Keberadaan akhlak mulia bagi
setiap pribadi berkualitas, adalah buah dari keimanan yang kental. Dan ini
merupakan kekayaan yang tinggi nilainya dalam kehidupan manusia. Untuk itu,
sejak awal kita harus berusaha memburu keilmuan tentang itu sebagai bekal dalam
membangun kehidupan berumah tangga.
Dalam hal ini, kita telah sepakat
bahwa kemuliaan akhlak bangsa ini akan tumbuh dengan baik, bila
individu-individu dalam keluarga itu telah memiliki akhlak mulia. Dan
Rasulullah Saw adalah contoh utama pembentuk akhlak dalam kehidupan setiap
muslim. Dalam sebuah hadits, Nabi Saw bersabda, "Sesungguhnya aku
diutuskan untuk menyempurnakan akhlak yang mulia." (HR. Ahmad).
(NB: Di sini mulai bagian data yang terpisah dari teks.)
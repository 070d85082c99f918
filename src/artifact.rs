use std::io::{self, Write};
use std::path::{Path, PathBuf};

use thiserror::Error;

#[derive(Debug, Error)]
pub enum SaveError {
    #[error("no artifact")]
    NoArtifact,
    #[error("can't save artifact to {}: {source}", path.display())]
    Io {
        path: PathBuf,
        #[source]
        source: io::Error,
    },
}

/// Holds the artifact of the most recently delivered reply.
#[derive(Debug, Default)]
pub struct ArtifactSlot {
    latest: Option<Vec<u8>>,
}

impl ArtifactSlot {
    pub fn new() -> Self {
        Default::default()
    }

    pub fn clear(&mut self) {
        self.latest = None;
    }

    pub fn store(&mut self, artifact: Option<Vec<u8>>) {
        self.latest = artifact;
    }

    pub fn get(&self) -> Option<&[u8]> {
        self.latest.as_deref()
    }

    pub fn save_to(&self, path: &Path) -> Result<(), SaveError> {
        match self.latest {
            Some(ref data) => save(data, path),
            None => Err(SaveError::NoArtifact),
        }
    }
}

/// Writes `data` to `path`.
///
/// Goes through a temporary file in the destination directory, so `path` is
/// either fully written or left as it was.
pub fn save(data: &[u8], path: &Path) -> Result<(), SaveError> {
    write_atomic(data, path).map_err(|source| SaveError::Io {
        path: path.to_path_buf(),
        source,
    })
}

fn write_atomic(data: &[u8], path: &Path) -> io::Result<()> {
    let dir = match path.parent() {
        Some(p) if !p.as_os_str().is_empty() => p,
        _ => Path::new("."),
    };
    let mut file = tempfile::NamedTempFile::new_in(dir)?;
    file.write_all(data)?;
    file.as_file().sync_all()?;
    mark_executable(file.as_file())?;
    file.persist(path).map_err(|e| e.error)?;
    Ok(())
}

#[cfg(unix)]
fn mark_executable(file: &std::fs::File) -> io::Result<()> {
    use std::fs::Permissions;
    use std::os::unix::fs::PermissionsExt;
    file.set_permissions(Permissions::from_mode(0o755))
}

#[cfg(not(unix))]
fn mark_executable(_: &std::fs::File) -> io::Result<()> {
    Ok(())
}
use base64::engine::general_purpose::STANDARD;
use base64::Engine;

/// Binary-to-text step used for the artifact field of a reply frame.
///
/// The outer frame never looks inside the encoded text, so any encoding that
/// produces JSON-safe text can be plugged into [`MessageCodec`](super::codec::MessageCodec).
pub trait BinaryEncoding: Send + Sync {
    fn name(&self) -> &'static str;

    fn encode(&self, data: &[u8]) -> String;

    fn decode(&self, text: &str) -> Result<Vec<u8>, String>;
}

/// RFC 4648 radix-64 with padding, as written by the compile service.
#[derive(Clone, Copy, Debug, Default)]
pub struct Base64Encoding;

impl BinaryEncoding for Base64Encoding {
    fn name(&self) -> &'static str {
        "base64"
    }

    fn encode(&self, data: &[u8]) -> String {
        STANDARD.encode(data)
    }

    fn decode(&self, text: &str) -> Result<Vec<u8>, String> {
        STANDARD.decode(text.trim()).map_err(|e| e.to_string())
    }
}

#[cfg(test)]
mod test {
    use super::*;

    #[test]
    fn test_base64_decode() {
        assert_eq!(Base64Encoding.decode("AAEC").unwrap(), vec![0u8, 1, 2]);
    }

    #[test]
    fn test_base64_decode_invalid() {
        assert!(Base64Encoding.decode("not*base64").is_err());
        // Missing padding
        assert!(Base64Encoding.decode("AAE").is_err());
    }
}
Harapan demikian, insya Allah
akan terwujud, manakala setiap diri kita meniatkan secara sungguh-sungguh lagi
ikhlas mengharap ridha-Nya. Sehingga dari sini akan terbentuk sebuah tatanan
yang terjalin dengan nilai-nilai akhlakul karimah. Dan melalui nilai-nilai ini
dan disiplin yang diamalkan oleh anggota masyarakat, maka akan lahirlah sebuah
masyarakat yang aman, damai, harmonis dan diselimuti ruhiah Islam. Padahal
mereka tidak disuruh kecuali supaya menyembah Allah dengan memurnikan keta'atan
-keikhlasan- kepada-Nya dalam (menjalankan) agama dengan lurus, dan supaya
mereka mendirikan sholat dan menunaikan zakat; dan yang demikian itulah agama
yang lurus."
1. Keikhlasan
seseorang ini, akan menghasilkan kemenangan dan kejayaan. Anggota masyarakat
yang mengamalkan sifat ikhlas, akan mencapai kebaikan lahir-bathin dan
dunia-akherat, bersih dari sifat kerendahan dan mencapai perpaduan,
persaudaraan, perdamaian serta kesejahteraan. Nabi Saw bersabda,
"Bahagialah dengan limpahan kebaikan bagi orang-orang yang bila dihadiri
(berada dalam kumpulan) tidak dikenal, tetapi apabila tidak hadir tidak pula
kehilangan. Mereka itulah pelita hidayah. Tersisih daripada mereka segala
fitnah dan angkara orang yang zalim." (HR. Imam al-Baihaqi).
2. Kedua,
amanah. Yaitu sifat mulia yang mesti diamalkan oleh setiap orang. Dalam suatu
sumber menyebutkan, amanah adalah asas ketahanan ummat, kestabilan negara,
kekuasaan, kehormatan dan roh kepada keadilan. Singkatnya, amanah berarti
sesuatu yang dipercayakan sehingga kita harus menjaga amanah tersebut. Dalam
hal ini, Allah berfirman dalam Alquran, yang artinya: "….maka tunaikanlah
oleh orang yang diamanahkan itu akan amanahnya dan bertakwalah kepada Allah
Tuhannya;…." (QS. Al Baqarah: 283).
3. Ketiga,
adil. Bersifat adil, berarti menempatkan/ meletakan sesuatu pada tempatnya.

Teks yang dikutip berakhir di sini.